Federal Member for Hasluck Ken Wyatt has slammed the Australian Council of Trade Unions (ACTU) over its marketing of a debate about the China free trade agreement (FTA).
The ACTU recently announced it was ‘challenging’ Mr Wyatt to debate Australian Workers Union WA branch secretary Stephen Price about the merits of the FTA and the future of local jobs.
The debate was to take place in Southern River this evening.
It was advertised in a series of flyers and a press release dated October 23 with the invitation to Mr Wyatt featured prominently despite the fact that Mr Wyatt had already declined, advising he was dealing with a personal tragedy.
Mr Wyatt recently suffered the loss of two people including an immediate family member and a close friend.

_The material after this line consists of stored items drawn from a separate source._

#[cfg(test)]
mod tests {
    use super::*;

    fn collect_tags(stream: &OpcodeStream) -> Vec<String> {
        stream
            .ops()
            .map(|op| format!("{op:?}").split_whitespace().next().unwrap().to_string())
            .collect()
    }

    #[test]
    fn test_emit_and_iterate() {
        let mut stream = OpcodeStream::new(PagePool::new(None));
        assert!(stream.emit_compound(StringId::intern("test.StreamType")));
        assert!(stream.emit_property(
            StringId::intern("test.StreamType"),
            StringId::intern("x"),
            StringId::intern("f32"),
        ));
        assert!(stream.emit_data(&[1, 2, 3, 4]));
        assert!(stream.emit_compound_end());

        let ops: Vec<_> = stream.ops().collect();
        assert_eq!(ops.len(), 4);
        match &ops[1] {
            Op::Property { name, .. } => assert_eq!(name.as_str(), "x"),
            other => panic!("unexpected {other:?}"),
        }
        match &ops[2] {
            Op::DataBlock { data } => assert_eq!(*data, &[1, 2, 3, 4]),
            other => panic!("unexpected {other:?}"),
        }
    }

    #[test]
    fn test_data_block_sizes() {
        let mut stream = OpcodeStream::new(PagePool::new(None));
        stream.emit_data(&[0u8; 10]);
        stream.emit_data(&vec![0u8; 300]);
        stream.emit_data(&vec![0u8; 70_000]);

        let sizes: Vec<usize> = stream
            .ops()
            .map(|op| match op {
                Op::DataBlock { data } => data.len(),
                other => panic!("unexpected {other:?}"),
            })
            .collect();
        assert_eq!(sizes, [10, 300, 70_000]);
    }

    #[test]
    fn test_page_links_are_transparent() {
        let mut stream =
            OpcodeStream::new(PagePool::with_page_size(64, None));
        for i in 0..100u32 {
            assert!(stream.emit_adaptive_number(i));
        }
        assert!(stream.pages.len() > 1);

        let values: Vec<u32> = stream
            .ops()
            .map(|op| match op {
                Op::DataAdaptiveNumber { value } => value,
                other => panic!("unexpected {other:?}"),
            })
            .collect();
        assert_eq!(values, (0..100).collect::<Vec<_>>());
    }

    #[test]
    fn test_out_of_memory_is_sticky() {
        let mut stream = OpcodeStream::new(PagePool::with_page_size(64, Some(64)));
        let mut wrote = 0;
        while stream.emit_adaptive_number(wrote) {
            wrote += 1;
        }
        assert!(stream.out_of_memory());
        assert!(wrote > 0);
        // every later emit keeps failing
        assert!(!stream.emit_nop());
        assert!(!stream.emit_data(&[1]));
    }

    #[test]
    fn test_inline_buffer_side_table() {
        let mut stream = OpcodeStream::new(PagePool::new(None));
        stream.emit_inline_buffer(InlineBufferSlot {
            data: Some(Buffer::from_slice(b"abc")),
            loader: None,
        });
        let ops = collect_tags(&stream);
        assert_eq!(ops.len(), 1);
        let slot = stream.buffer_slot(0).unwrap();
        assert_eq!(slot.data.as_ref().unwrap().data(), b"abc");
    }

    #[test]
    fn test_large_block_gets_own_page() {
        let mut stream = OpcodeStream::new(PagePool::with_page_size(64, None));
        let big = vec![7u8; 1000];
        assert!(stream.emit_data(&big));
        match stream.ops().next().unwrap() {
            Op::DataBlock { data } => assert_eq!(data, &big[..]),
            other => panic!("unexpected {other:?}"),
        }
    }
}
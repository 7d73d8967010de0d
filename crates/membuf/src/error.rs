use thiserror::Error;

#[derive(Error, Debug)]
pub enum BufferError {
    #[error("range out of bounds: offset {offset} size {size} in buffer of {len} bytes")]
    OutOfBounds { offset: u64, size: u64, len: u64 },

    #[error("encoding error: {0}")]
    Encoding(String),

    #[error("decoding error: {0}")]
    Decoding(String),

    #[error("compression error: {0}")]
    Compression(String),

    #[error("decompression error: {0}")]
    Decompression(String),

    #[error("buffer loader error: {0}")]
    Loader(String),
}
#[test]
fn test_json_writer_output() {
    let registry = test_registry();
    let cls = registry.find_class(StringId::intern("test.Entity")).unwrap();

    let child = Object::create(&cls).unwrap();
    child.write().unwrap().set("simple", Value::I32(3)).unwrap();
    let root = Object::create(&cls).unwrap();
    {
        let mut guard = root.write().unwrap();
        guard.set("name", Value::Str("root".into())).unwrap();
        guard
            .set(
                "children",
                Value::Array(vec![Value::object(&child), Value::object(&child)]),
            )
            .unwrap();
    }

    let mut ctx = ObjectSavingContext::new(&registry);
    let text = save_object(SerializationFormat::Json, &mut ctx, &root).unwrap();
    let json: serde_json::Value = serde_json::from_slice(&text).unwrap();

    assert_eq!(json["class"], "test.Entity");
    assert_eq!(json["name"], "root");
    let children = json["children"].as_array().unwrap();
    assert_eq!(children[0]["id"], 1);
    assert_eq!(children[0]["simple"], "3");
    assert_eq!(children[1]["refId"], 1);
}

#[test]
fn test_json_has_no_reader() {
    let registry = test_registry();
    let mut lctx = ObjectLoadingContext::new(&registry);
    assert!(load_object(SerializationFormat::Json, &mut lctx, b"{}").is_err());
}
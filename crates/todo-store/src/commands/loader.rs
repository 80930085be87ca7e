//! Loader
//!
//! Read path feeding the view. Never writes.

use serde::Serialize;

use crate::domain::{StoreResult, Todo};
use crate::repository::{IdGenerator, KeyValueStorage, TodoRepository};

/// Loader payload: `{"todos":[...]}`
#[derive(Debug, Clone, Default, PartialEq, Serialize)]
pub struct LoaderData {
    pub todos: Vec<Todo>,
}

pub fn loader<S, G>(repo: &TodoRepository<S, G>) -> StoreResult<LoaderData>
where
    S: KeyValueStorage,
    G: IdGenerator,
{
    Ok(LoaderData {
        todos: repo.load_todos()?,
    })
}
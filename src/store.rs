//! Global Application State Store
//!
//! Uses Leptos reactive_stores for fine-grained reactivity.

use leptos::prelude::*;
use reactive_stores::Store;
use todo_store::{ActionError, NavigationState, StoreError, Todo};

/// Error shown in the page banner
#[derive(Clone, Debug, PartialEq)]
pub struct PageError {
    pub status: u16,
    pub message: String,
}

impl From<&ActionError> for PageError {
    fn from(e: &ActionError) -> Self {
        Self {
            status: e.status(),
            message: e.body().message,
        }
    }
}

impl From<&StoreError> for PageError {
    fn from(e: &StoreError) -> Self {
        Self {
            status: 500,
            message: e.to_string(),
        }
    }
}

/// Global application state with field-level reactivity
#[derive(Clone, Debug, Default, Store)]
pub struct AppState {
    /// Todos as last returned by the loader
    pub todos: Vec<Todo>,
    /// Whether a form is being handled, and with which intent
    pub navigation: NavigationState,
    /// Last loader/action failure, cleared by the next success
    pub error: Option<PageError>,
}

/// Type alias for the store
pub type AppStore = Store<AppState>;

/// Get the app store from context
pub fn use_app_store() -> AppStore {
    expect_context::<AppStore>()
}

// ========================
// Store Helper Functions
// ========================

/// Replace the rendered list with fresh loader data
pub fn store_set_todos(store: &AppStore, todos: Vec<Todo>) {
    *store.todos().write() = todos;
}

pub fn store_set_navigation(store: &AppStore, navigation: NavigationState) {
    *store.navigation().write() = navigation;
}

pub fn store_set_error(store: &AppStore, error: Option<PageError>) {
    *store.error().write() = error;
}
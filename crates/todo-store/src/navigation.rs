//! Submission state of the page, used to clear the add form.

use crate::commands::{ActionError, ActionResponse, FormSubmission, Intent};

#[derive(Debug, Clone, Default, PartialEq, Eq)]
pub enum NavigationState {
    #[default]
    Idle,
    /// A form is being handled; carries the raw intent tag it was submitted with
    Submitting { intent: Option<String> },
}

impl NavigationState {
    pub fn submitting(form: &FormSubmission) -> Self {
        NavigationState::Submitting {
            intent: form.intent().map(str::to_string),
        }
    }

    pub fn is_submitting_intent(&self, intent: Intent) -> bool {
        matches!(self, NavigationState::Submitting { intent: Some(tag) } if tag == intent.as_str())
    }
}

/// The add form is cleared once an `addTodo` submission settles back to idle
pub fn should_reset_add_form(prev: &NavigationState, next: &NavigationState) -> bool {
    prev.is_submitting_intent(Intent::AddTodo) && *next == NavigationState::Idle
}

/// Whether handling `form` with `outcome` should clear the add form
///
/// A failed add keeps the typed text.
pub fn should_clear_add_form(
    form: &FormSubmission,
    outcome: &Result<ActionResponse, ActionError>,
) -> bool {
    outcome.is_ok()
        && should_reset_add_form(&NavigationState::submitting(form), &NavigationState::Idle)
}
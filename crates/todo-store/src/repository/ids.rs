//! Id generators.

use std::cell::Cell;

use uuid::Uuid;

use super::IdGenerator;

/// Random v4 UUIDs, hyphenated lowercase like `crypto.randomUUID()`
#[derive(Debug, Clone, Copy, Default)]
pub struct UuidGenerator;

impl IdGenerator for UuidGenerator {
    fn next_id(&self) -> String {
        Uuid::new_v4().to_string()
    }
}

/// Deterministic ids: `todo-1`, `todo-2`, ...
#[derive(Debug, Default)]
pub struct SequentialIds {
    next: Cell<u64>,
}

impl SequentialIds {
    pub fn new() -> Self {
        Self::default()
    }
}

impl IdGenerator for SequentialIds {
    fn next_id(&self) -> String {
        let n = self.next.get() + 1;
        self.next.set(n);
        format!("todo-{n}")
    }
}
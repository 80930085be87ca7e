//! Action
//!
//! Write path: one intent per submission, one load and one save per intent.

use serde::Serialize;

use super::{FormSubmission, Intent, ID_FIELD, INTENT_FIELD, TODO_FIELD};
use crate::domain::{push_todo, remove_todo, toggle_todo, StoreError, Todo};
use crate::repository::{IdGenerator, KeyValueStorage, TodoRepository};

/// Success body: `{"ok":true}`
#[derive(Debug, Clone, Copy, PartialEq, Eq, Serialize)]
pub struct ActionResponse {
    pub ok: bool,
}

impl ActionResponse {
    pub fn ok() -> Self {
        Self { ok: true }
    }
}

/// Error body: `{"message":"..."}`
#[derive(Debug, Clone, PartialEq, Eq, Serialize)]
pub struct ErrorBody {
    pub message: String,
}

#[derive(Debug, thiserror::Error)]
pub enum ActionError {
    /// Missing or unrecognized `intent` field
    #[error("Invalid intent")]
    InvalidIntent,
    #[error(transparent)]
    Store(#[from] StoreError),
}

impl ActionError {
    /// HTTP-equivalent status
    pub fn status(&self) -> u16 {
        match self {
            ActionError::InvalidIntent => 400,
            ActionError::Store(_) => 500,
        }
    }

    pub fn body(&self) -> ErrorBody {
        ErrorBody {
            message: self.to_string(),
        }
    }
}

/// Apply the intent carried by `form` to the stored list
///
/// The list is loaded before the intent is checked, so corrupt storage
/// fails first. An invalid intent never writes.
pub fn action<S, G>(
    repo: &TodoRepository<S, G>,
    form: &FormSubmission,
) -> Result<ActionResponse, ActionError>
where
    S: KeyValueStorage,
    G: IdGenerator,
{
    let mut todos = repo.load_todos()?;

    let raw_intent = form.get(INTENT_FIELD);
    let intent: Intent = raw_intent
        .unwrap_or_default()
        .parse()
        .inspect_err(|_| log::warn!("rejected submission with intent {raw_intent:?}"))?;

    match intent {
        Intent::AddTodo => {
            let value = form.get(TODO_FIELD).unwrap_or_default();
            let todo = Todo::new(repo.next_id(), value);
            log::info!("{intent}: {}", todo.id);
            push_todo(&mut todos, todo);
        }
        Intent::ToggleTodo => {
            let id = form.get(ID_FIELD);
            let flipped = toggle_todo(&mut todos, id);
            log::info!("{intent}: {id:?} ({flipped} matched)");
        }
        Intent::DeleteTodo => {
            let id = form.get(ID_FIELD);
            let removed = remove_todo(&mut todos, id);
            log::info!("{intent}: {id:?} ({removed} removed)");
        }
    }

    repo.save_todos(&todos)?;
    Ok(ActionResponse::ok())
}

This week Mr Wyatt described the marketing as a ‘political stunt’ that deliberately misrepresented his attendance at the debate.

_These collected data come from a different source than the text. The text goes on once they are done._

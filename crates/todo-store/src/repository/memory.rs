//! In-memory key-value storage.

use std::cell::RefCell;
use std::collections::HashMap;
use std::rc::Rc;

use super::KeyValueStorage;
use crate::domain::StoreResult;

/// Map-backed storage. Clones share the same underlying map.
#[derive(Debug, Clone, Default)]
pub struct MemoryStorage {
    entries: Rc<RefCell<HashMap<String, String>>>,
}

impl MemoryStorage {
    pub fn new() -> Self {
        Self::default()
    }

    /// Storage pre-seeded with one raw value
    pub fn with_item(key: &str, value: &str) -> Self {
        let storage = Self::new();
        storage
            .entries
            .borrow_mut()
            .insert(key.to_string(), value.to_string());
        storage
    }

    /// Raw value at `key`, bypassing the port
    pub fn raw(&self, key: &str) -> Option<String> {
        self.entries.borrow().get(key).cloned()
    }
}

impl KeyValueStorage for MemoryStorage {
    fn get_item(&self, key: &str) -> StoreResult<Option<String>> {
        Ok(self.raw(key))
    }

    fn set_item(&self, key: &str, value: &str) -> StoreResult<()> {
        self.entries
            .borrow_mut()
            .insert(key.to_string(), value.to_string());
        Ok(())
    }
}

“The first I heard of the ACTU’s sham debate was on October 7 via a stock standard email from (ACTU secretary) Dave Oliver’s executive assistant,” he said.
“I wrote to Mr Oliver on October 19 politely declining his invitation, however he seems intent on continually misrepresenting my attendance – behaviour that is both unethical and dishonest.

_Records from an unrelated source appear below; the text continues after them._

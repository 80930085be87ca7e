//! Form Submissions
//!
//! Ordered name/value pairs as posted by an HTML form.

use super::Intent;

/// Field carrying the intent tag (the name of every submit button)
pub const INTENT_FIELD: &str = "intent";
/// Text of a new todo
pub const TODO_FIELD: &str = "todo";
/// Id of the todo to toggle or delete
pub const ID_FIELD: &str = "id";

#[derive(Debug, Clone, Default, PartialEq, Eq)]
pub struct FormSubmission {
    fields: Vec<(String, String)>,
}

impl FormSubmission {
    pub fn new() -> Self {
        Self::default()
    }

    /// Builder-style `append`
    pub fn with(mut self, name: impl Into<String>, value: impl Into<String>) -> Self {
        self.append(name, value);
        self
    }

    pub fn append(&mut self, name: impl Into<String>, value: impl Into<String>) {
        self.fields.push((name.into(), value.into()));
    }

    /// First value submitted under `name`
    pub fn get(&self, name: &str) -> Option<&str> {
        self.fields
            .iter()
            .find(|(field, _)| field == name)
            .map(|(_, value)| value.as_str())
    }

    /// Raw intent tag, whether or not it is a known intent
    pub fn intent(&self) -> Option<&str> {
        self.get(INTENT_FIELD)
    }

    pub fn add_todo(text: impl Into<String>) -> Self {
        Self::new()
            .with(INTENT_FIELD, Intent::AddTodo.as_str())
            .with(TODO_FIELD, text)
    }

    pub fn toggle_todo(id: impl Into<String>) -> Self {
        Self::new()
            .with(ID_FIELD, id)
            .with(INTENT_FIELD, Intent::ToggleTodo.as_str())
    }

    pub fn delete_todo(id: impl Into<String>) -> Self {
        Self::new()
            .with(ID_FIELD, id)
            .with(INTENT_FIELD, Intent::DeleteTodo.as_str())
    }
}

impl<K: Into<String>, V: Into<String>> FromIterator<(K, V)> for FormSubmission {
    fn from_iter<I: IntoIterator<Item = (K, V)>>(iter: I) -> Self {
        let mut form = Self::new();
        for (name, value) in iter {
            form.append(name, value);
        }
        form
    }
}

#[cfg(test)]
mod tests {
    use super::*;

    #[test]
    fn test_get_returns_first_value() {
        let form: FormSubmission = [("id", "1"), ("id", "2")].into_iter().collect();
        assert_eq!(form.get("id"), Some("1"));
        assert_eq!(form.get("todo"), None);
    }

    #[test]
    fn test_helpers_tag_intent() {
        assert_eq!(FormSubmission::add_todo("x").intent(), Some("addTodo"));
        assert_eq!(FormSubmission::toggle_todo("1").intent(), Some("toggleTodo"));
        assert_eq!(FormSubmission::delete_todo("1").get(ID_FIELD), Some("1"));
    }
}
//! Browser Storage
//!
//! `window.localStorage` behind the todo-store storage port.

use todo_store::{KeyValueStorage, StoreError, StoreResult};
use wasm_bindgen::{JsCast, JsValue};

/// Handle to the page's `localStorage`
#[derive(Debug, Clone, Copy, Default)]
pub struct LocalStorage;

impl LocalStorage {
    fn storage() -> StoreResult<web_sys::Storage> {
        web_sys::window()
            .ok_or_else(|| StoreError::Storage("no window".to_string()))?
            .local_storage()
            .map_err(js_error)?
            .ok_or_else(|| StoreError::Storage("localStorage is unavailable".to_string()))
    }
}

impl KeyValueStorage for LocalStorage {
    fn get_item(&self, key: &str) -> StoreResult<Option<String>> {
        Self::storage()?.get_item(key).map_err(js_error)
    }

    fn set_item(&self, key: &str, value: &str) -> StoreResult<()> {
        Self::storage()?.set_item(key, value).map_err(js_error)
    }
}

/// Quota and security failures arrive as DOMExceptions
fn js_error(value: JsValue) -> StoreError {
    let message = if let Some(e) = value.dyn_ref::<web_sys::DomException>() {
        format!("{}: {}", e.name(), e.message())
    } else if let Some(e) = value.dyn_ref::<js_sys::Error>() {
        String::from(e.message())
    } else {
        value.as_string().unwrap_or_else(|| format!("{:?}", value))
    };
    StoreError::Storage(message)
}
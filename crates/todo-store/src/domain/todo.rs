//! Todo Entity
//!
//! A single list entry plus the pure list transforms applied by intents.

use serde::{Deserialize, Deserializer, Serialize};
use serde_json::{Map, Value};

/// A todo record as stored under the `todos` key
///
/// `isCompleted` stays absent until the record is toggled for the first time.
/// Records are not schema-checked on load: a null or missing `value`/`id`
/// reads as an empty string, and a non-boolean flag follows JS truthiness.
#[derive(Debug, Clone, PartialEq, Serialize, Deserialize)]
#[serde(rename_all = "camelCase")]
pub struct Todo {
    /// User-entered text
    #[serde(default, deserialize_with = "lenient_string")]
    pub value: String,
    /// Unique identifier, generated at creation
    #[serde(default, deserialize_with = "lenient_string")]
    pub id: String,
    /// Completion flag (absent = not completed)
    #[serde(
        default,
        deserialize_with = "lenient_flag",
        skip_serializing_if = "Option::is_none"
    )]
    pub is_completed: Option<bool>,
    /// Fields this crate does not know about, written back untouched
    #[serde(flatten)]
    pub extra: Map<String, Value>,
}

impl Todo {
    /// Create a fresh, never-toggled todo
    pub fn new(id: impl Into<String>, value: impl Into<String>) -> Self {
        Self {
            value: value.into(),
            id: id.into(),
            is_completed: None,
            extra: Map::new(),
        }
    }

    pub fn is_completed(&self) -> bool {
        self.is_completed.unwrap_or(false)
    }

    /// Flip completion; an absent flag counts as `false`
    pub fn toggle(&mut self) {
        self.is_completed = Some(!self.is_completed());
    }
}

fn lenient_string<'de, D: Deserializer<'de>>(deserializer: D) -> Result<String, D::Error> {
    Ok(match Value::deserialize(deserializer)? {
        Value::Null => String::new(),
        Value::String(s) => s,
        other => other.to_string(),
    })
}

fn lenient_flag<'de, D: Deserializer<'de>>(deserializer: D) -> Result<Option<bool>, D::Error> {
    Ok(match Value::deserialize(deserializer)? {
        Value::Null => None,
        Value::Bool(b) => Some(b),
        Value::Number(n) => Some(n.as_f64().is_some_and(|f| f != 0.0 && !f.is_nan())),
        Value::String(s) => Some(!s.is_empty()),
        Value::Array(_) | Value::Object(_) => Some(true),
    })
}

/// Append a new record, keeping insertion order
pub fn push_todo(todos: &mut Vec<Todo>, todo: Todo) {
    todos.push(todo);
}

/// Toggle every record whose id matches. Returns how many were flipped.
///
/// `None` matches nothing, so a submission without an id is a no-op.
pub fn toggle_todo(todos: &mut [Todo], id: Option<&str>) -> usize {
    let Some(id) = id else { return 0 };
    let mut flipped = 0;
    for todo in todos.iter_mut().filter(|todo| todo.id == id) {
        todo.toggle();
        flipped += 1;
    }
    flipped
}

/// Remove every record whose id matches. Returns how many were removed.
pub fn remove_todo(todos: &mut Vec<Todo>, id: Option<&str>) -> usize {
    let Some(id) = id else { return 0 };
    let before = todos.len();
    todos.retain(|todo| todo.id != id);
    before - todos.len()
}

#[cfg(test)]
mod tests {
    use super::*;

    fn sample() -> Vec<Todo> {
        vec![Todo::new("a", "first"), Todo::new("b", "second"), Todo::new("c", "third")]
    }

    #[test]
    fn test_new_todo_is_not_completed() {
        let todo = Todo::new("1", "Buy milk");
        assert_eq!(todo.is_completed, None);
        assert!(!todo.is_completed());
    }

    #[test]
    fn test_toggle_from_absent_sets_true() {
        let mut todo = Todo::new("1", "Buy milk");
        todo.toggle();
        assert_eq!(todo.is_completed, Some(true));
        todo.toggle();
        assert_eq!(todo.is_completed, Some(false));
    }

    #[test]
    fn test_toggle_only_touches_matching_record() {
        let mut todos = sample();
        assert_eq!(toggle_todo(&mut todos, Some("b")), 1);
        assert!(!todos[0].is_completed());
        assert!(todos[1].is_completed());
        assert_eq!(todos[2].is_completed, None);
    }

    #[test]
    fn test_toggle_without_id_is_noop() {
        let mut todos = sample();
        assert_eq!(toggle_todo(&mut todos, None), 0);
        assert_eq!(todos, sample());
    }

    #[test]
    fn test_remove_keeps_order_of_others() {
        let mut todos = sample();
        assert_eq!(remove_todo(&mut todos, Some("b")), 1);
        let ids: Vec<_> = todos.iter().map(|t| t.id.as_str()).collect();
        assert_eq!(ids, vec!["a", "c"]);
    }

    #[test]
    fn test_remove_unknown_id_is_noop() {
        let mut todos = sample();
        assert_eq!(remove_todo(&mut todos, Some("zzz")), 0);
        assert_eq!(todos, sample());
    }

    #[test]
    fn test_serialization_omits_absent_flag() {
        let json = serde_json::to_string(&Todo::new("1", "Buy milk")).unwrap();
        assert_eq!(json, r#"{"value":"Buy milk","id":"1"}"#);
    }

    #[test]
    fn test_unknown_fields_survive_round_trip() {
        let raw = r#"{"value":"x","id":"1","isCompleted":true,"color":"red"}"#;
        let todo: Todo = serde_json::from_str(raw).unwrap();
        assert!(todo.is_completed());
        assert_eq!(todo.extra.get("color"), Some(&Value::from("red")));

        let back: Value = serde_json::to_value(&todo).unwrap();
        assert_eq!(back["color"], "red");
        assert_eq!(back["isCompleted"], true);
    }

    #[test]
    fn test_null_or_missing_fields_read_as_empty() {
        let todo: Todo = serde_json::from_str(r#"{"value":null,"id":"a"}"#).unwrap();
        assert_eq!(todo.value, "");
        assert_eq!(todo.id, "a");

        let todo: Todo = serde_json::from_str(r#"{"value":"x"}"#).unwrap();
        assert_eq!(todo.value, "x");
        assert_eq!(todo.id, "");
        assert!(todo.extra.is_empty());
    }

    #[test]
    fn test_non_boolean_flag_uses_truthiness() {
        let todo: Todo = serde_json::from_str(r#"{"value":"x","id":"1","isCompleted":null}"#).unwrap();
        assert_eq!(todo.is_completed, None);

        let todo: Todo = serde_json::from_str(r#"{"value":"x","id":"1","isCompleted":1}"#).unwrap();
        assert!(todo.is_completed());

        let todo: Todo = serde_json::from_str(r#"{"value":"x","id":"1","isCompleted":""}"#).unwrap();
        assert!(!todo.is_completed());
    }
}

“I’m all for free and open debate but that isn’t what this is.”
Mr Wyatt said it was clear that the ACTU’s objective was to stand before an audience and disparage him for not participating in an orchestrated event.
“Worthwhile debates should be undertaken objectively, not as a political stunt, such as the ACTU’s unilateral nomination of date, time and venue,” he said.
“I will never apologise for letting the ACTU and Dave Oliver know that misleading Hasluck workers in this way is unacceptable.
“They do not deserve to be pawns in political games.
“I call on the ACTU to explain to their members why their hard-earned money is being wasted on misleading advertising.”
He said the FTA was an outstanding deal that would create thousands of new jobs and add billions to the economy.
“I will not be bullied by militant unionists who don’t have the best interests of Hasluck at heart,” he said.
Mr Oliver could not be reached for comment but Mr Price said advertising material had gone out with the invitation to Mr Wyatt included because the invitation still stood.
“The invitation is still there if he has the ability to alter his commitments then he’s welcome to come along,” he said.
Mr Price denied he was aware of Mr Wyatt’s personal loss.
“Had I known that, to be honest, it possibly could have changed things if we were aware of that but that’s his personal stuff,” he said.
Mr Price could not confirm how much was spent on advertising the debate, including the flyers and radio advertisements.
He said Mr Wyatt was invited to give people the opportunity to ask about the details of the FTA.
“This whole thing (FTA) was done with a great deal of secrecy so there’s still a lot of things that we’re unaware of,” he said.
“The invitation went out to Liberal members of parliament around the country. We haven’t approached any Labor MPs.”
Mr Price said as far as he was aware there was ‘no real reason’ for why Labor MPs, including Senator Glenn Sterle, were not approached to attend the debate.
He denied the advertising material was bullying and said the event was an opportunity for people to discuss their concerns.